>>>
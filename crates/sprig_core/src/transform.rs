//! Local transform (translation, rotation, scale) and change listeners
//!
//! A [`Transform`] is the local placement of a node relative to its parent.
//! Anything that needs to react when a transform changes implements
//! [`TransformListener`] and registers through
//! [`World::add_transform_listener`](crate::World::add_transform_listener).

use std::fmt;
use std::rc::{Rc, Weak};

use sprig_math::{mat4, Mat4, Quat, Vec3};

use crate::world::{NodeKey, World};

/// Receives a callback when a node's transform changes.
///
/// Callbacks run synchronously on the mutating thread, after the node's
/// cached matrices have been invalidated, so implementations may query any
/// matrix through `world`.
pub trait TransformListener {
    /// `node` is the node whose transform (or world placement) changed.
    fn transform_changed(&self, world: &World, node: NodeKey);
}

/// A local transform with translation, rotation and non-uniform scale
pub struct Transform {
    /// Translation relative to the parent
    pub translation: Vec3,
    /// Rotation relative to the parent
    pub rotation: Quat,
    /// Per-axis scale
    pub scale: Vec3,
    listeners: Vec<Weak<dyn TransformListener>>,
}

impl Default for Transform {
    fn default() -> Self {
        Self::identity()
    }
}

// Listeners are registrations on one particular transform; copies start clean.
impl Clone for Transform {
    fn clone(&self) -> Self {
        Self::new(self.translation, self.rotation, self.scale)
    }
}

impl fmt::Debug for Transform {
    fn fmt(&self, f: &mut fmt::Formatter<'_>) -> fmt::Result {
        f.debug_struct("Transform")
            .field("translation", &self.translation)
            .field("rotation", &self.rotation)
            .field("scale", &self.scale)
            .field("listeners", &self.listeners.len())
            .finish()
    }
}

impl Transform {
    pub fn new(translation: Vec3, rotation: Quat, scale: Vec3) -> Self {
        Self {
            translation,
            rotation,
            scale,
            listeners: Vec::new(),
        }
    }

    /// Create an identity transform (no translation, rotation, or scale change)
    pub fn identity() -> Self {
        Self::new(Vec3::ZERO, Quat::IDENTITY, Vec3::ONE)
    }

    /// Create a transform with just a translation
    pub fn from_translation(translation: Vec3) -> Self {
        Self::new(translation, Quat::IDENTITY, Vec3::ONE)
    }

    /// The combined local matrix: Translation * Rotation * Scale
    pub fn matrix(&self) -> Mat4 {
        mat4::from_trs(self.translation, self.rotation, self.scale)
    }

    /// Transform a point from local space to parent space
    pub fn transform_point(&self, p: Vec3) -> Vec3 {
        self.rotation.rotate(p.component_mul(self.scale)) + self.translation
    }

    /// Translate by an offset
    pub fn translate(&mut self, offset: Vec3) {
        self.translation += offset;
    }

    /// Apply a rotation on top of the current one
    pub fn rotate(&mut self, rotation: Quat) {
        self.rotation = rotation.compose(&self.rotation).normalize();
    }

    /// Set the same scale on all three axes
    pub fn set_uniform_scale(&mut self, scale: f32) {
        self.scale = Vec3::splat(scale);
    }

    /// Register a listener. Dead registrations are dropped on the way.
    pub fn add_listener(&mut self, listener: Weak<dyn TransformListener>) {
        self.listeners.retain(|l| l.strong_count() > 0);
        self.listeners.push(listener);
    }

    /// Remove a previously registered listener.
    ///
    /// Returns `true` if it was registered.
    pub fn remove_listener(&mut self, listener: &Rc<dyn TransformListener>) -> bool {
        let target = Rc::downgrade(listener);
        let before = self.listeners.len();
        self.listeners.retain(|l| !Weak::ptr_eq(l, &target) && l.strong_count() > 0);
        before != self.listeners.len()
    }

    /// Number of live listeners
    pub fn listener_count(&self) -> usize {
        self.listeners.iter().filter(|l| l.strong_count() > 0).count()
    }

    /// Invoke every live listener in registration order.
    pub(crate) fn notify_listeners(&self, world: &World, node: NodeKey) {
        for listener in self.listeners.iter().filter_map(Weak::upgrade) {
            listener.transform_changed(world, node);
        }
    }
}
<<<
Action item —
Each entry, exactly as written, should be set down once more.

Written solution —
filename crates/sprig_core/src/transform.rs
//! Local transform (translation, rotation, scale) and change listeners
//!
//! A [`Transform`] is the local placement of a node relative to its parent.
//! Anything that needs to react when a transform changes implements
//! [`TransformListener`] and registers through
//! [`World::add_transform_listener`](crate::World::add_transform_listener).

use std::fmt;
use std::rc::{Rc, Weak};

use sprig_math::{mat4, Mat4, Quat, Vec3};

use crate::world::{NodeKey, World};

/// Receives a callback when a node's transform changes.
///
/// Callbacks run synchronously on the mutating thread, after the node's
/// cached matrices have been invalidated, so implementations may query any
/// matrix through `world`.
pub trait TransformListener {
    /// `node` is the node whose transform (or world placement) changed.
    fn transform_changed(&self, world: &World, node: NodeKey);
}

/// A local transform with translation, rotation and non-uniform scale
pub struct Transform {
    /// Translation relative to the parent
    pub translation: Vec3,
    /// Rotation relative to the parent
    pub rotation: Quat,
    /// Per-axis scale
    pub scale: Vec3,
    listeners: Vec<Weak<dyn TransformListener>>,
}

impl Default for Transform {
    fn default() -> Self {
        Self::identity()
    }
}

// Listeners are registrations on one particular transform; copies start clean.
impl Clone for Transform {
    fn clone(&self) -> Self {
        Self::new(self.translation, self.rotation, self.scale)
    }
}

impl fmt::Debug for Transform {
    fn fmt(&self, f: &mut fmt::Formatter<'_>) -> fmt::Result {
        f.debug_struct("Transform")
            .field("translation", &self.translation)
            .field("rotation", &self.rotation)
            .field("scale", &self.scale)
            .field("listeners", &self.listeners.len())
            .finish()
    }
}

impl Transform {
    pub fn new(translation: Vec3, rotation: Quat, scale: Vec3) -> Self {
        Self {
            translation,
            rotation,
            scale,
            listeners: Vec::new(),
        }
    }

    /// Create an identity transform (no translation, rotation, or scale change)
    pub fn identity() -> Self {
        Self::new(Vec3::ZERO, Quat::IDENTITY, Vec3::ONE)
    }

    /// Create a transform with just a translation
    pub fn from_translation(translation: Vec3) -> Self {
        Self::new(translation, Quat::IDENTITY, Vec3::ONE)
    }

    /// The combined local matrix: Translation * Rotation * Scale
    pub fn matrix(&self) -> Mat4 {
        mat4::from_trs(self.translation, self.rotation, self.scale)
    }

    /// Transform a point from local space to parent space
    pub fn transform_point(&self, p: Vec3) -> Vec3 {
        self.rotation.rotate(p.component_mul(self.scale)) + self.translation
    }

    /// Translate by an offset
    pub fn translate(&mut self, offset: Vec3) {
        self.translation += offset;
    }

    /// Apply a rotation on top of the current one
    pub fn rotate(&mut self, rotation: Quat) {
        self.rotation = rotation.compose(&self.rotation).normalize();
    }

    /// Set the same scale on all three axes
    pub fn set_uniform_scale(&mut self, scale: f32) {
        self.scale = Vec3::splat(scale);
    }

    /// Register a listener. Dead registrations are dropped on the way.
    pub fn add_listener(&mut self, listener: Weak<dyn TransformListener>) {
        self.listeners.retain(|l| l.strong_count() > 0);
        self.listeners.push(listener);
    }

    /// Remove a previously registered listener.
    ///
    /// Returns `true` if it was registered.
    pub fn remove_listener(&mut self, listener: &Rc<dyn TransformListener>) -> bool {
        let target = Rc::downgrade(listener);
        let before = self.listeners.len();
        self.listeners.retain(|l| !Weak::ptr_eq(l, &target) && l.strong_count() > 0);
        before != self.listeners.len()
    }

    /// Number of live listeners
    pub fn listener_count(&self) -> usize {
        self.listeners.iter().filter(|l| l.strong_count() > 0).count()
    }

    /// Invoke every live listener in registration order.
    pub(crate) fn notify_listeners(&self, world: &World, node: NodeKey) {
        for listener in self.listeners.iter().filter_map(Weak::upgrade) {
            listener.transform_changed(world, node);
        }
    }
}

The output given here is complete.